I hoped that Luana and Rita couldn’t hear us. When I was younger, I never worried about them hearing me, as if they didn’t exist.
“Don’t tire yourself out. You’re only at the beginning, filho.”
“Beginning of what?”
“Your life. Everything.”
Yet it felt like the end. I left the table while he and Thiago were still eating. My father’s eyes followed me out of the room like a dog’s following a bone; I could feel them on the back of my head.
The motel was a short cab ride away, but I was meeting Dani for a drink first in Ipanema, on the beachfront. I needed it. What I didn’t know was that she had also invited Carlito, Rodrigo, and Isabel along for drinks. I saw them as I walked up to the bar and composed my face into a pleasantly surprised expression.

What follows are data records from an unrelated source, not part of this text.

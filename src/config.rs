use crate::error::{ConstructionError, Result};

/// Tolerances that control how a spline is decomposed into arcs and how
/// the fallback search runs.
#[derive(Debug, Clone, Copy, PartialEq)]
pub struct SplineConfig {
    /// Longest arc accepted as a subdivision leaf, in distance units.
    pub max_arc_length: f64,
    /// Largest absolute curvature change accepted across one leaf.
    pub max_curvature_delta: f64,
    /// Subdivision depth beyond which an interval is forced into a chord.
    pub max_depth: u32,
    /// Relative cross-product threshold below which three samples count as collinear.
    pub collinear_tolerance: f64,
    /// Fractional slack when accepting a foot point at the edge of an arc.
    pub projection_slack: f64,
    /// Half-width of the bracket searched around the caller's guess by the Brent fallback.
    pub search_window: f64,
    /// Absolute parameter tolerance of the Brent fallback.
    pub search_tolerance: f64,
    /// Iteration cap of the Brent fallback.
    pub search_max_iters: u64,
}

impl Default for SplineConfig {
    fn default() -> Self {
        Self {
            max_arc_length: 0.1,
            max_curvature_delta: 0.1,
            max_depth: 20,
            collinear_tolerance: 1e-6,
            projection_slack: 1e-9,
            search_window: 0.1,
            search_tolerance: 1e-10,
            search_max_iters: 200,
        }
    }
}

impl SplineConfig {
    /// Checks that every tolerance is finite and strictly positive.
    ///
    /// # Errors
    ///
    /// Returns [`ConstructionError::InvalidConfig`] naming the first bad field.
    pub fn validate(&self) -> Result<()> {
        let fields = [
            ("max_arc_length", self.max_arc_length),
            ("max_curvature_delta", self.max_curvature_delta),
            ("collinear_tolerance", self.collinear_tolerance),
            ("search_window", self.search_window),
            ("search_tolerance", self.search_tolerance),
        ];
        for (name, value) in fields {
            if !value.is_finite() || value <= 0.0 {
                return Err(ConstructionError::InvalidConfig(format!(
                    "{name} must be finite and positive, got {value}"
                ))
                .into());
            }
        }
        if !self.projection_slack.is_finite() || self.projection_slack < 0.0 {
            return Err(ConstructionError::InvalidConfig(format!(
                "projection_slack must be finite and non-negative, got {}",
                self.projection_slack
            ))
            .into());
        }
        if self.search_max_iters == 0 {
            return Err(
                ConstructionError::InvalidConfig("search_max_iters must be non-zero".into()).into(),
            );
        }
        Ok(())
    }
}

#[cfg(test)]
#[allow(clippy::unwrap_used)]
mod tests {
    use super::*;
    use crate::error::PathError;

    #[test]
    fn default_is_valid() {
        assert!(SplineConfig::default().validate().is_ok());
    }

    #[test]
    fn rejects_non_positive_arc_length() {
        let config = SplineConfig {
            max_arc_length: 0.0,
            ..SplineConfig::default()
        };
        let err = config.validate().unwrap_err();
        assert!(matches!(
            err,
            PathError::Construction(ConstructionError::InvalidConfig(ref msg))
                if msg.contains("max_arc_length")
        ));
    }

    #[test]
    fn rejects_nan_curvature_delta() {
        let config = SplineConfig {
            max_curvature_delta: f64::NAN,
            ..SplineConfig::default()
        };
        assert!(config.validate().is_err());
    }

    #[test]
    fn zero_slack_is_allowed() {
        let config = SplineConfig {
            projection_slack: 0.0,
            ..SplineConfig::default()
        };
        assert!(config.validate().is_ok());
    }
}
use crate::error::{ConstructionError, DomainError, Result};
use crate::math::distance_2d::project_onto_segment;
use crate::math::{Point2, Vector2, TOLERANCE};

use super::{check_parameter, Path};

/// A straight path from `start` to `end`.
///
/// The parametric form is: `P(s) = start + s * (end - start)`, which is
/// already proportional to distance.
#[derive(Debug, Clone)]
pub struct LinePath {
    start: Point2,
    end: Point2,
    direction: Vector2,
    length: f64,
}

impl LinePath {
    /// Creates a new straight path.
    ///
    /// # Errors
    ///
    /// Returns [`ConstructionError::Degenerate`] if the endpoints coincide
    /// or are not finite.
    pub fn new(start: Point2, end: Point2) -> Result<Self> {
        let delta = end - start;
        let length = delta.norm();
        if !length.is_finite() || length < TOLERANCE {
            return Err(ConstructionError::Degenerate(
                "line endpoints must be distinct and finite".into(),
            )
            .into());
        }
        Ok(Self {
            start,
            end,
            direction: delta / length,
            length,
        })
    }

    /// Returns the start point.
    #[must_use]
    pub fn start(&self) -> &Point2 {
        &self.start
    }

    /// Returns the end point.
    #[must_use]
    pub fn end(&self) -> &Point2 {
        &self.end
    }
}

impl Path for LinePath {
    fn point(&self, s: f64) -> Result<Point2> {
        check_parameter(s)?;
        Ok(self.start + self.direction * (s * self.length))
    }

    fn tangent(&self, s: f64) -> Result<Vector2> {
        check_parameter(s)?;
        Ok(self.direction)
    }

    fn length(&self) -> f64 {
        self.length
    }

    fn closest_point(&self, query: &Point2, _guess: f64) -> Result<f64> {
        let t = project_onto_segment(query, &self.start, &self.end);
        if (0.0..=1.0).contains(&t) {
            Ok(t)
        } else {
            Err(DomainError::NoProjection.into())
        }
    }
}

“Hey, cara!” shouted Carlito. He blew a smoke ring into the air and smiled as it wafted away.
“How’s it going?” I said. I sat next to Daniela and planted a kiss on her cheek.
“You can do better than that,” she said. She turned her face and kissed me on the lips, with tongues. Everyone else on the table went, “Wooo!”

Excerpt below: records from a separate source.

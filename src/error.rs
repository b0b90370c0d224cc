use thiserror::Error;

/// Top-level error type for path construction and queries.
#[derive(Debug, Error)]
pub enum PathError {
    #[error(transparent)]
    Construction(#[from] ConstructionError),

    #[error(transparent)]
    Domain(#[from] DomainError),

    #[error(transparent)]
    Minimize(#[from] MinimizeError),
}

/// Errors raised while building a path. Fatal: no path is produced.
#[derive(Debug, Error)]
pub enum ConstructionError {
    #[error("at least 2 waypoints are required, got {count}")]
    TooFewWaypoints { count: usize },

    #[error("waypoint {index} has a non-finite coordinate or heading")]
    NonFiniteWaypoint { index: usize },

    #[error("segment fit matrix is singular")]
    SingularFitMatrix,

    #[error("degenerate geometry: {0}")]
    Degenerate(String),

    #[error("invalid configuration: {0}")]
    InvalidConfig(String),
}

/// Recoverable query errors. Callers should treat these as "off path".
#[derive(Debug, Error)]
pub enum DomainError {
    #[error("path parameter {value} is out of range [0, 1]")]
    ParameterOutOfRange { value: f64 },

    #[error("no arc accepted a projection of the query point")]
    NoProjection,
}

/// Errors from the bounded 1D minimizer.
#[derive(Debug, Error)]
pub enum MinimizeError {
    #[error("minimization failed: {0}")]
    Failed(String),

    #[error("minimizer returned no parameter")]
    NoResult,
}

impl PathError {
    /// Returns `true` if this error means the query point or parameter is
    /// off the path rather than a broken path.
    #[must_use]
    pub fn is_domain(&self) -> bool {
        matches!(self, Self::Domain(_))
    }
}

/// Convenience type alias for results using [`PathError`].
pub type Result<T> = std::result::Result<T, PathError>;
use crate::config::SplineConfig;
use crate::error::{ConstructionError, DomainError, Result};
use crate::geometry::Pose;
use crate::math::distance_2d::Foot;
use crate::math::minimize::minimize_bounded;
use crate::math::{Point2, Vector2, TOLERANCE};

use super::{check_parameter, Path, Segment};

/// A smooth path through an ordered list of waypoints.
///
/// Each consecutive waypoint pair is joined by a quintic [`Segment`].
/// Position and heading match every waypoint exactly; curvature is zero
/// at each waypoint but is not otherwise matched across segments.
///
/// The exposed parameter `s ∈ [0, 1]` is split between segments in
/// proportion to their lengths, and within a segment in proportion to the
/// lengths of its arc pieces, so equal steps in `s` cover roughly equal
/// distances.
#[derive(Debug, Clone)]
pub struct Spline {
    waypoints: Vec<Pose>,
    segments: Vec<Segment>,
    length: f64,
    config: SplineConfig,
}

impl Spline {
    /// Builds a spline with the default tolerances.
    ///
    /// # Errors
    ///
    /// See [`Spline::with_config`].
    pub fn new(waypoints: &[Pose]) -> Result<Self> {
        Self::with_config(waypoints, SplineConfig::default())
    }

    /// Builds a spline with custom tolerances.
    ///
    /// # Errors
    ///
    /// - [`ConstructionError::TooFewWaypoints`] if fewer than 2 waypoints are given
    /// - [`ConstructionError::NonFiniteWaypoint`] if a waypoint has a NaN or infinite field
    /// - [`ConstructionError::InvalidConfig`] if `config` fails validation
    /// - [`ConstructionError::SingularFitMatrix`] if a segment cannot be fitted
    pub fn with_config(waypoints: &[Pose], config: SplineConfig) -> Result<Self> {
        if waypoints.len() < 2 {
            return Err(ConstructionError::TooFewWaypoints {
                count: waypoints.len(),
            }
            .into());
        }
        if let Some(index) = waypoints.iter().position(|w| !w.is_finite()) {
            return Err(ConstructionError::NonFiniteWaypoint { index }.into());
        }
        config.validate()?;

        let mut segments = waypoints
            .windows(2)
            .map(|pair| Segment::fit(&pair[0], &pair[1], &config))
            .collect::<Result<Vec<_>>>()?;

        let length: f64 = segments.iter().map(Segment::length).sum();
        #[allow(clippy::cast_precision_loss)]
        let uniform = 1.0 / segments.len() as f64;
        let mut acc = 0.0;
        for segment in &mut segments {
            let share = if length > TOLERANCE {
                segment.length() / length
            } else {
                uniform
            };
            let begin = acc;
            acc += share;
            segment.set_share(begin, acc);
        }
        if let Some(last) = segments.last_mut() {
            let begin = last.begin_s();
            last.set_share(begin, 1.0);
        }

        tracing::debug!(
            segments = segments.len(),
            arcs = segments.iter().map(|s| s.arcs().len()).sum::<usize>(),
            length,
            "spline built"
        );

        Ok(Self {
            waypoints: waypoints.to_vec(),
            segments,
            length,
            config,
        })
    }

    /// The waypoints the spline was built from.
    #[must_use]
    pub fn waypoints(&self) -> &[Pose] {
        &self.waypoints
    }

    /// Segments in traversal order.
    #[must_use]
    pub fn segments(&self) -> &[Segment] {
        &self.segments
    }

    /// Tolerances the spline was built with.
    #[must_use]
    pub fn config(&self) -> &SplineConfig {
        &self.config
    }

    /// The segment whose share of `[0, 1]` contains `s`.
    ///
    /// # Errors
    ///
    /// Returns [`DomainError::ParameterOutOfRange`] if `s` is outside `[0, 1]`.
    pub fn segment_for(&self, s: f64) -> Result<&Segment> {
        check_parameter(s)?;
        let idx = self.segments.partition_point(|seg| seg.end_s() < s);
        self.segments
            .get(idx)
            .ok_or_else(|| DomainError::ParameterOutOfRange { value: s }.into())
    }

    /// Signed curvature at `s` (positive when turning left).
    ///
    /// # Errors
    ///
    /// Returns [`DomainError::ParameterOutOfRange`] if `s` is outside `[0, 1]`.
    pub fn curvature(&self, s: f64) -> Result<f64> {
        let segment = self.segment_for(s)?;
        Ok(segment.curvature_at(segment.to_local(s)))
    }

    /// Closest parameter to `query` by scanning every arc piece.
    ///
    /// Neighbouring pieces meet at a shared point but not with a shared
    /// tangent, so a wedge beside each join is rejected by both pieces. A
    /// query that falls past the end of one piece and before the start of
    /// the next projects onto their shared endpoint. The path's own ends
    /// accept a query on the path's side of the normal there.
    ///
    /// # Errors
    ///
    /// Returns [`DomainError::NoProjection`] if no arc accepts the projection.
    pub fn closest_point_arcs(&self, query: &Point2) -> Result<f64> {
        let slack = self.config.projection_slack;
        let mut best: Option<(f64, f64)> = None;
        let mut keep = |s: f64, foot: Point2| {
            let dist_sq = (foot - query).norm_squared();
            if best.is_none_or(|(_, d)| dist_sq < d) {
                best = Some((s, dist_sq));
            }
        };

        let mut past_previous = self.ahead_of_start(query)?;
        for segment in &self.segments {
            for arc in segment.arcs() {
                let foot = arc.locate(query, slack);
                let lambda = match foot {
                    Foot::Within(lambda) => Some(lambda),
                    Foot::BeforeStart => past_previous.then_some(0.0),
                    Foot::PastEnd => None,
                };
                past_previous = matches!(foot, Foot::PastEnd);
                if let Some(lambda) = lambda {
                    keep(
                        segment.to_global(arc.to_segment_fraction(lambda)),
                        arc.point_at(lambda),
                    );
                }
            }
        }
        if past_previous && self.behind_end(query)? {
            keep(1.0, self.point(1.0)?);
        }

        match best {
            Some((s, _)) => Ok(s.clamp(0.0, 1.0)),
            None => {
                tracing::trace!(x = query.x, y = query.y, "no arc accepted the projection");
                Err(DomainError::NoProjection.into())
            }
        }
    }

    /// Closest parameter to `query` by a bounded Brent search around `guess`.
    ///
    /// Searches `guess ± search_window`, clipped to `[0, 1]`; finds the
    /// nearest local minimum, so `guess` must be close to the answer.
    ///
    /// # Errors
    ///
    /// Returns [`DomainError::ParameterOutOfRange`] if `guess` is outside
    /// `[0, 1]`, or a minimizer error if the search fails.
    pub fn closest_point_gradient(&self, query: &Point2, guess: f64) -> Result<f64> {
        check_parameter(guess)?;
        let window = self.config.search_window;
        let lower = (guess - window).max(0.0);
        let upper = (guess + window).min(1.0);
        let s = minimize_bounded(
            |t| Ok((self.point(t)? - query).norm_squared()),
            lower,
            upper,
            self.config.search_tolerance,
            self.config.search_max_iters,
        )?;
        Ok(s.clamp(0.0, 1.0))
    }

    /// Returns `true` if `query` is not behind the normal line at `s = 0`.
    fn ahead_of_start(&self, query: &Point2) -> Result<bool> {
        let along = (query - self.point(0.0)?).dot(&self.tangent(0.0)?);
        Ok(along >= -TOLERANCE)
    }

    /// Returns `true` if `query` is not beyond the normal line at `s = 1`.
    fn behind_end(&self, query: &Point2) -> Result<bool> {
        let along = (query - self.point(1.0)?).dot(&self.tangent(1.0)?);
        Ok(along <= TOLERANCE)
    }
}

impl Path for Spline {
    fn point(&self, s: f64) -> Result<Point2> {
        let segment = self.segment_for(s)?;
        Ok(segment.point_at(segment.to_local(s)))
    }

    fn tangent(&self, s: f64) -> Result<Vector2> {
        let segment = self.segment_for(s)?;
        Ok(segment.tangent_at(segment.to_local(s)))
    }

    fn length(&self) -> f64 {
        self.length
    }

    fn closest_point(&self, query: &Point2, _guess: f64) -> Result<f64> {
        self.closest_point_arcs(query)
    }
}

“Well, at least someone’s getting lucky tonight,” said Rodrigo, whose eyes were sleepy and red.
“Shut up, you babaca,” said Isabel.
“Come on,” said Carlito. “Have a drink. It’ll cure your hangover.” He put forward an empty glass and filled it to the top with frothy, cold beer. “Let’s forget our worries.”

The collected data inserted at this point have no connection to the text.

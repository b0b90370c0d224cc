//! Small 2D vector and scalar helpers shared by the path types.
use std::f64::consts::TAU;

use super::{Point2, Vector2, TOLERANCE};

/// Z component of the 3D cross product of two planar vectors.
///
/// Positive when `b` lies counter-clockwise of `a`.
#[must_use]
pub fn cross(a: &Vector2, b: &Vector2) -> f64 {
    a.x * b.y - a.y * b.x
}

/// Rotates `v` by -90°, giving the normal on its right-hand side.
#[must_use]
pub fn right_normal(v: &Vector2) -> Vector2 {
    Vector2::new(v.y, -v.x)
}

/// Returns `v` scaled to unit length, or `None` if it is (nearly) zero.
#[must_use]
pub fn unit(v: &Vector2) -> Option<Vector2> {
    let len = v.norm();
    if len < TOLERANCE || !len.is_finite() {
        return None;
    }
    Some(v / len)
}

/// Unit vector pointing along `heading` (radians, counter-clockwise from +x).
#[must_use]
pub fn heading_vector(heading: f64) -> Vector2 {
    Vector2::new(heading.cos(), heading.sin())
}

/// Checks whether three points lie on one line.
///
/// `tolerance` is relative: the sine of the angle at `a` between `b - a`
/// and `c - a` must not exceed it. Coincident points count as collinear.
#[must_use]
pub fn are_collinear(a: &Point2, b: &Point2, c: &Point2, tolerance: f64) -> bool {
    let ab = b - a;
    let ac = c - a;
    let scale = ab.norm() * ac.norm();
    if scale < TOLERANCE * TOLERANCE {
        return true;
    }
    cross(&ab, &ac).abs() <= tolerance * scale
}

/// Linear interpolation from `a` (at `t = 0`) to `b` (at `t = 1`).
#[must_use]
pub fn lerp(a: f64, b: f64, t: f64) -> f64 {
    (b - a) * t + a
}

/// Inverse of [`lerp`]: where `value` falls between `a` and `b`.
///
/// Returns 0 for an empty range.
#[must_use]
pub fn inv_lerp(a: f64, b: f64, value: f64) -> f64 {
    let span = b - a;
    if span.abs() < f64::EPSILON {
        return 0.0;
    }
    (value - a) / span
}

/// Wraps an angle into `[0, 2π)`.
#[must_use]
pub fn normalize_angle(angle: f64) -> f64 {
    let wrapped = angle.rem_euclid(TAU);
    // rem_euclid can round up to exactly TAU for tiny negative inputs.
    if wrapped >= TAU {
        0.0
    } else {
        wrapped
    }
}
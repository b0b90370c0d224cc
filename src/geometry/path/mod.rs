mod arc_piece;
mod line;
mod segment;
mod spline;

pub use arc_piece::{ArcPiece, ArcShape};
pub use line::LinePath;
pub use segment::Segment;
pub use spline::Spline;

use crate::error::{DomainError, Result};
use crate::math::vec_2d::{cross, right_normal};
use crate::math::{Point2, Vector2, TOLERANCE};

/// A planar path parameterized by `s ∈ [0, 1]`, proportional to distance.
///
/// All queries are read-only, so a constructed path can be shared between
/// threads without locking.
pub trait Path {
    /// Evaluates the path at parameter `s`.
    ///
    /// # Errors
    ///
    /// Returns [`DomainError::ParameterOutOfRange`] if `s` is outside `[0, 1]`.
    fn point(&self, s: f64) -> Result<Point2>;

    /// Unit tangent at parameter `s`.
    ///
    /// # Errors
    ///
    /// Returns [`DomainError::ParameterOutOfRange`] if `s` is outside `[0, 1]`.
    fn tangent(&self, s: f64) -> Result<Vector2>;

    /// Total (approximate) length of the path.
    fn length(&self) -> f64;

    /// Parameter of the point on the path closest to `query`.
    ///
    /// `guess` seeds implementations that search locally; others ignore it.
    ///
    /// # Errors
    ///
    /// Returns a [`DomainError`] if no point of the path accepts the projection.
    fn closest_point(&self, query: &Point2, guess: f64) -> Result<f64>;

    /// Tangent at `s` rotated by -90°: the direction in which
    /// [`level_set`](Path::level_set) increases.
    ///
    /// # Errors
    ///
    /// Returns [`DomainError::ParameterOutOfRange`] if `s` is outside `[0, 1]`.
    fn normal(&self, s: f64) -> Result<Vector2> {
        Ok(right_normal(&self.tangent(s)?))
    }

    /// Signed distance from `query` to the path point at `s`.
    ///
    /// Positive on the right of the tangent, negative on the left, and 0
    /// when the query lies on the path point or on the tangent line.
    ///
    /// # Errors
    ///
    /// Returns [`DomainError::ParameterOutOfRange`] if `s` is outside `[0, 1]`.
    fn level_set(&self, query: &Point2, s: f64) -> Result<f64> {
        let path_point = self.point(s)?;
        let tangent = self.tangent(s)?;
        let to_path = path_point - query;
        let distance = to_path.norm();
        if distance < TOLERANCE {
            return Ok(0.0);
        }
        let side = cross(&tangent, &(to_path / distance));
        let sign = if side > 0.0 {
            1.0
        } else if side < 0.0 {
            -1.0
        } else {
            0.0
        };
        Ok(sign * distance)
    }

    /// Gradient of [`level_set`](Path::level_set) with respect to the query
    /// position, evaluated at the closest parameter `s`.
    ///
    /// # Errors
    ///
    /// Returns [`DomainError::ParameterOutOfRange`] if `s` is outside `[0, 1]`.
    fn error_gradient(&self, _query: &Point2, s: f64) -> Result<Vector2> {
        self.normal(s)
    }
}

/// Rejects parameters outside `[0, 1]` (including NaN).
pub(crate) fn check_parameter(s: f64) -> Result<()> {
    if (0.0..=1.0).contains(&s) {
        Ok(())
    } else {
        Err(DomainError::ParameterOutOfRange { value: s }.into())
    }
}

“What worries?” said Dani, who already looked drunk.
“The vestibular,” said Rodrigo.
“I’m not worried.” Dani took my hand in hers and smiled toothily, as if we were in an American movie. Everything would be OK in the end. (No, it wouldn’t, no, it wouldn’t.)
Carlito proposed a toast. “Saúde.”
“Sexo!” said Dani, which made everyone laugh.
We stayed for an hour, then Dani tugged me on the arm, looking up at me with those blue eyes, which seemed more dull than dreamy—the gold all gone. “It’s time to go.”
“Don’t stay up too late,” said Carlito, his dark curls shaking with laughter. “You have to study tomorrow!”
Dani and I walked down the street holding hands, sticky with sweat. We passed a popcorn seller, and a delicious buttery smell filled the air.
“Pipoca!” he shouted.
“You want some?”
She shook her head. I was the one who wanted some, bu
t we kept walking.
“Why did you tell them where we were going?” I said.
“Why not?”
“Because it’s private.”
“Come on, they’re our friends. Are you embarrassed?”
“No, just—”
“Stop talking, André, otherwise I’m going to change my mind.”
We caught a cab to Copacabana, where prostitutes were stationed at each street corner, in miniskirts and high heels. Half of them were girls, the other half were something in between. Lovers Motel was on one of those corners, a neon heart buzzing over the front door. We got out of the car. A girl was standing outside wearing gold hot pants, a bikini top, and white platform heels.
“Want some company?” she said blandly. Close-up, she looked around seventeen. A black girl with sloppy red lipstick and skinny legs, not yet grown.
“No thanks,” I said.
“No worries, have fun.”
Daniela dragged me into the lobby, muttering, “Don’t speak to the prostitutes.”
The door went ding! as we walked into the reception, which was lit by a single bare bulb and staffed by a neatly dressed middle-aged man. He looked like a bank clerk or a primary-school teacher, not a sex-motel receptionist. He had seen thousands of teenage couples like us, playing at being grown-ups, unable to find anywhere else to fuck.
When he opened his mouth to speak, I saw that most of his teeth were gone. “Welcome.”
I needed to leave.
“We’ve got a reservation,” said Daniela.
I needed to leave, but I stayed rooted to the spot.
“What’s the name?”
Yes, we could get married, Luana and me. Papai would get over it in the end. It wasn’t the end of the world, just because she was an empregada, just because we were young. We could buy a flat with my inheritance from Mamãe. I would go to medical school and Luana would stay at home with the baby.
“Senhor and Senhora Cabral,” said Dani.
Luana Cabral, that would be her name.
Dani turned and winked at me. I opened my mouth to say that I needed to leave, but I didn’t say anything. The receptionist took a key from the wall, dangled it over Daniela’s open hand, and dropped it. On the key ring, there was a wooden heart. How many dirty, sex-covered hands had touched that key? Hopefully he cleaned them when they were returned.